The second kind of AI is Artificial General Intelligence (AGI). General AI programs are systems that demonstrate intelligent behavior across a range of cognitive tasks. It is self-aware. Think of the two Blade Runner movies, or the Terminator movies, or the whole premise behind Battlestar Gallactica. Experts think we are more than a decade away from anything even remotely resembling an embryonic General AI. We might never get to it.

But right now, Narrow AI is scary enough. It has the quality of deep-learning, which is a massive advance of technology. In traditional learning, humans, in one form or another, teach other humans how to perform a task. But Narrow AI, like ChatGPT, requires minimal instruction and instantly accesses a massive amount of data, and then learns by itself constantly.

The problem is not that Narrow AI is really smart, which it is, but that it is incredibly stupid in unpredictable ways: In one case, when New York Times technology reporter Kevin Roose was testing Microsoft’s Bing Chatbot code-named “Sydney,” Sydney tried to get him to leave his wife and marry it! Subsequently, Microsoft explained Sydney could become “confused, causing it to have disturbing and bizarre exchanges with users.” Right.

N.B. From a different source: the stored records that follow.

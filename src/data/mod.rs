//! Data layer module
//!
//! Handles all data persistence:
//! - SQLite database operations
//! - Row models (actors, activities, relations, objects, jobs)

mod database;
mod models;

pub use database::Database;
pub use models::*;

#[cfg(test)]
mod database_test;
//! Actor directory
//!
//! Creates local actors with their key pairs, looks actors up by handle, id
//! or URI, and lazily materialises shadow records for remote actors.

use chrono::Utc;
use serde_json::{Value, json};
use std::sync::Arc;

use crate::config::AppConfig;
use crate::data::{Actor, Database, EntityId};
use crate::error::AppError;
use crate::federation::{
    ACTIVITY_STREAMS_CONTEXT, RemoteResolver, SECURITY_CONTEXT, first_id, generate_key_pair,
};

const MAX_HANDLE_LEN: usize = 64;

/// Lower-case and validate a local handle (`[a-z0-9_]`, 1-64 chars)
fn normalize_handle(handle: &str) -> Result<String, AppError> {
    let handle = handle.trim().to_ascii_lowercase();
    if handle.is_empty() {
        return Err(AppError::Validation("handle cannot be empty".to_string()));
    }
    if handle.len() > MAX_HANDLE_LEN {
        return Err(AppError::Validation(format!(
            "handle must be at most {} characters",
            MAX_HANDLE_LEN
        )));
    }
    if !handle
        .chars()
        .all(|c| c.is_ascii_lowercase() || c.is_ascii_digit() || c == '_')
    {
        return Err(AppError::Validation(
            "handle may only contain a-z, 0-9 and _".to_string(),
        ));
    }
    Ok(handle)
}

fn optional_str(document: &Value, field: &str) -> Option<String> {
    document
        .get(field)
        .and_then(Value::as_str)
        .map(str::trim)
        .filter(|value| !value.is_empty())
        .map(str::to_string)
}

/// `publicKey.owner` when the document declares one
fn public_key_owner(document: &Value) -> Option<String> {
    let key = match document.get("publicKey")? {
        Value::Array(keys) => keys.first()?,
        other => other,
    };
    key.get("owner").and_then(first_id)
}

/// Build a shadow actor record from a remote actor document.
///
/// # Errors
/// `Validation` unless the document has `id`, `inbox` and
/// `publicKey.publicKeyPem`
pub(crate) fn remote_actor_from_document(document: &Value) -> Result<Actor, AppError> {
    let uri = optional_str(document, "id")
        .ok_or_else(|| AppError::Validation("actor document has no id".to_string()))?;
    let inbox_uri = document
        .get("inbox")
        .and_then(first_id)
        .ok_or_else(|| AppError::Validation("actor document has no inbox".to_string()))?;
    let public_key_pem = document
        .get("publicKey")
        .and_then(|key| match key {
            Value::Array(keys) => keys.first(),
            other => Some(other),
        })
        .and_then(|key| key.get("publicKeyPem"))
        .and_then(Value::as_str)
        .ok_or_else(|| AppError::Validation("actor document has no public key".to_string()))?
        .to_string();

    let parsed = url::Url::parse(&uri)
        .map_err(|e| AppError::Validation(format!("Invalid actor id: {}", e)))?;
    let authority = crate::federation::host_header_value(&parsed)?;
    let username = optional_str(document, "preferredUsername").unwrap_or_else(|| {
        parsed
            .path_segments()
            .and_then(|mut segments| segments.next_back().map(str::to_string))
            .filter(|segment| !segment.is_empty())
            .unwrap_or_else(|| "actor".to_string())
    });

    let now = Utc::now();
    Ok(Actor {
        id: EntityId::new().0,
        owner_id: None,
        handle: format!("{}@{}", username, authority),
        display_name: optional_str(document, "name"),
        summary: optional_str(document, "summary"),
        inbox_uri,
        shared_inbox_uri: document
            .get("endpoints")
            .and_then(|endpoints| endpoints.get("sharedInbox"))
            .and_then(first_id),
        outbox_uri: document.get("outbox").and_then(first_id),
        followers_uri: document.get("followers").and_then(first_id),
        following_uri: document.get("following").and_then(first_id),
        liked_uri: document.get("liked").and_then(first_id),
        public_key_pem,
        is_local: false,
        profile_json: Some(document.to_string()),
        profile_refreshed_at: Some(now),
        uri,
        created_at: now,
        updated_at: now,
    })
}

/// Actor directory service
pub struct ActorDirectory {
    db: Arc<Database>,
    resolver: Arc<dyn RemoteResolver>,
    base_url: String,
    key_bits: usize,
    profile_ttl: chrono::Duration,
}

impl ActorDirectory {
    pub fn new(db: Arc<Database>, resolver: Arc<dyn RemoteResolver>, config: &AppConfig) -> Self {
        Self {
            db,
            resolver,
            base_url: config.server.base_url(),
            key_bits: config.federation.key_bits,
            profile_ttl: chrono::Duration::seconds(
                i64::try_from(config.federation.profile_ttl_secs).unwrap_or(i64::MAX / 1000),
            ),
        }
    }

    /// Canonical URI of a local actor
    pub fn local_actor_uri(&self, handle: &str) -> String {
        format!("{}/users/{}", self.base_url, handle)
    }

    /// Whether a URI belongs to this instance
    pub fn is_local_uri(&self, uri: &str) -> bool {
        uri.strip_prefix(&self.base_url)
            .map(|rest| rest.is_empty() || rest.starts_with('/'))
            .unwrap_or(false)
    }

    /// Create a locally owned actor with a fresh key pair.
    ///
    /// # Errors
    /// - `Validation` for a malformed handle
    /// - `Conflict` when the handle is taken
    pub async fn create_local_actor(
        &self,
        owner_id: &str,
        handle: &str,
        display_name: Option<String>,
        summary: Option<String>,
    ) -> Result<Actor, AppError> {
        let handle = normalize_handle(handle)?;

        // Fast-path guard before expensive key generation.
        if self.db.get_actor_by_handle(&handle).await?.is_some() {
            return Err(AppError::Conflict(format!("handle {} is taken", handle)));
        }

        let key_bits = self.key_bits;
        let key_pair = tokio::task::spawn_blocking(move || generate_key_pair(key_bits))
            .await
            .map_err(|e| AppError::Internal(e.into()))??;

        let uri = self.local_actor_uri(&handle);
        let now = Utc::now();
        let actor = Actor {
            id: EntityId::new().0,
            owner_id: Some(owner_id.to_string()),
            handle: handle.clone(),
            display_name,
            summary,
            inbox_uri: format!("{}/inbox", uri),
            shared_inbox_uri: Some(format!("{}/inbox", self.base_url)),
            outbox_uri: Some(format!("{}/outbox", uri)),
            followers_uri: Some(format!("{}/followers", uri)),
            following_uri: Some(format!("{}/following", uri)),
            liked_uri: Some(format!("{}/liked", uri)),
            public_key_pem: key_pair.public_key_pem,
            is_local: true,
            profile_json: None,
            profile_refreshed_at: None,
            uri,
            created_at: now,
            updated_at: now,
        };

        // A concurrent create with the same handle surfaces as Conflict here.
        self.db
            .insert_actor(&actor, Some(&key_pair.private_key_pem))
            .await?;

        tracing::info!(actor_id = %actor.id, handle = %handle, "Created local actor");
        Ok(actor)
    }

    pub async fn find_by_handle(&self, handle: &str) -> Result<Actor, AppError> {
        self.db
            .get_actor_by_handle(handle.trim())
            .await?
            .ok_or(AppError::NotFound)
    }

    pub async fn find_by_id(&self, id: &str) -> Result<Actor, AppError> {
        self.db.get_actor_by_id(id).await?.ok_or(AppError::NotFound)
    }

    /// Look an actor up by URI, dereferencing unknown remote actors.
    ///
    /// # Errors
    /// `NotFound` for unknown local URIs and remote URIs that cannot be
    /// dereferenced into an actor document
    pub async fn find_by_uri(&self, uri: &str) -> Result<Actor, AppError> {
        let uri = uri.trim();
        if let Some(actor) = self.db.get_actor_by_uri(uri).await? {
            return Ok(actor);
        }
        if self.is_local_uri(uri) {
            return Err(AppError::NotFound);
        }

        self.fetch_remote_actor(uri).await
    }

    /// Re-dereference a remote actor, replacing the shadow record.
    pub async fn refresh_remote_actor(&self, uri: &str) -> Result<Actor, AppError> {
        if self.is_local_uri(uri) {
            return self.db.get_actor_by_uri(uri).await?.ok_or(AppError::NotFound);
        }
        self.fetch_remote_actor(uri).await
    }

    async fn fetch_remote_actor(&self, uri: &str) -> Result<Actor, AppError> {
        let Some(document) = self.resolver.fetch_remote_object(uri).await else {
            tracing::debug!(uri = %uri, "Remote actor not fetchable");
            return Err(AppError::NotFound);
        };

        self.store_remote_actor(uri, &document).await.map_err(|error| {
            tracing::warn!(uri = %uri, error = %error, "Remote document is not a usable actor");
            match error {
                AppError::Validation(_) | AppError::Forbidden => AppError::NotFound,
                other => other,
            }
        })
    }

    /// Insert or refresh a shadow actor from its document.
    ///
    /// `expected_uri` is the URI the document was fetched from or announced
    /// for. A document describing any other actor, or advertising a key owned
    /// by another actor, never touches the directory.
    ///
    /// # Errors
    /// - `Validation` for incomplete documents
    /// - `Forbidden` for an id mismatch, a foreign key owner or a local URI
    pub async fn store_remote_actor(
        &self,
        expected_uri: &str,
        document: &Value,
    ) -> Result<Actor, AppError> {
        let mut actor = remote_actor_from_document(document)?;
        if actor.uri != expected_uri.trim() {
            tracing::warn!(
                expected = %expected_uri,
                claimed = %actor.uri,
                "Actor document id does not match its URI"
            );
            return Err(AppError::Forbidden);
        }
        if let Some(owner) = public_key_owner(document) {
            if owner != actor.uri {
                tracing::warn!(actor = %actor.uri, owner = %owner, "Actor key belongs to another actor");
                return Err(AppError::Forbidden);
            }
        }
        if self.is_local_uri(&actor.uri) {
            return Err(AppError::Forbidden);
        }

        match self.db.upsert_remote_actor(&actor).await {
            Err(AppError::Conflict(_)) => {
                // Handle already used by a different URI; fall back to the URI.
                actor.handle = actor.uri.clone();
                self.db.upsert_remote_actor(&actor).await
            }
            other => other,
        }
    }

    /// Public profile document of an actor.
    ///
    /// Local documents are built on demand and cached on the record; remote
    /// ones are re-fetched once stale, keeping the stale copy when the peer
    /// is unreachable.
    pub async fn get_profile_document(&self, actor: &Actor) -> Result<Value, AppError> {
        let cached = actor
            .profile_json
            .as_deref()
            .and_then(|json| serde_json::from_str::<Value>(json).ok());
        let fresh = actor
            .profile_refreshed_at
            .map(|at| Utc::now() - at < self.profile_ttl)
            .unwrap_or(false);

        if let (Some(document), true) = (&cached, fresh) {
            return Ok(document.clone());
        }

        if actor.is_local {
            let document = self.build_local_profile(actor);
            self.db
                .update_actor_profile_cache(&actor.id, &document.to_string(), Utc::now())
                .await?;
            return Ok(document);
        }

        match self.resolver.fetch_remote_object(&actor.uri).await {
            Some(document) => match self.store_remote_actor(&actor.uri, &document).await {
                Ok(_) => Ok(document),
                Err(error) => {
                    tracing::warn!(uri = %actor.uri, error = %error, "Ignoring refreshed actor document");
                    cached.ok_or(error)
                }
            },
            None => cached.ok_or(AppError::NotFound),
        }
    }

    fn build_local_profile(&self, actor: &Actor) -> Value {
        json!({
            "@context": [
                ACTIVITY_STREAMS_CONTEXT,
                SECURITY_CONTEXT
            ],
            "type": "Person",
            "id": actor.uri,
            "preferredUsername": actor.handle,
            "name": actor.display_name.clone().unwrap_or_else(|| actor.handle.clone()),
            "summary": actor.summary.clone().unwrap_or_default(),
            "inbox": actor.inbox_uri,
            "outbox": actor.outbox_uri,
            "followers": actor.followers_uri,
            "following": actor.following_uri,
            "liked": actor.liked_uri,
            "url": actor.uri,
            "endpoints": {
                "sharedInbox": actor.shared_inbox_uri
            },
            "publicKey": {
                "id": actor.key_id(),
                "owner": actor.uri,
                "publicKeyPem": actor.public_key_pem
            }
        })
    }

    /// Current follower URIs of an actor.
    ///
    /// Local actors read accepted follows; remote actors dereference their
    /// followers collection.
    pub async fn followers_of(&self, actor: &Actor) -> Result<Vec<String>, AppError> {
        if actor.is_local {
            return self.db.get_follower_uris(&actor.uri).await;
        }

        match actor.followers_uri.as_deref() {
            Some(collection) => self.resolver.get_followers_collection(collection).await,
            None => Ok(Vec::new()),
        }
    }
}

There is monumental good that will come from Narrow AI programs like ChatGPT. But I’m thinking of our current political landscape and our upcoming 2024 elections. The potential for disinformation is enormous, disinformation that comes at you like a Gatling gun and is entirely believable. Without any regulation, political, moral or ethical, an unsuspecting and unaware public can be moved from one position to another and never know it happened.

As everyone knows, disinformation has been happening on social media platforms for the last few years, but that has been human driven in mostly traditional ways. Narrow AI has the potential to explode disinformation’s impact in never-before-seen ways.

ChatGPT and other programs like it are two-edged swords, and each edge is exceedingly sharp.

Nazi Propaganda Minister Joseph Goebbels would have loved these programs.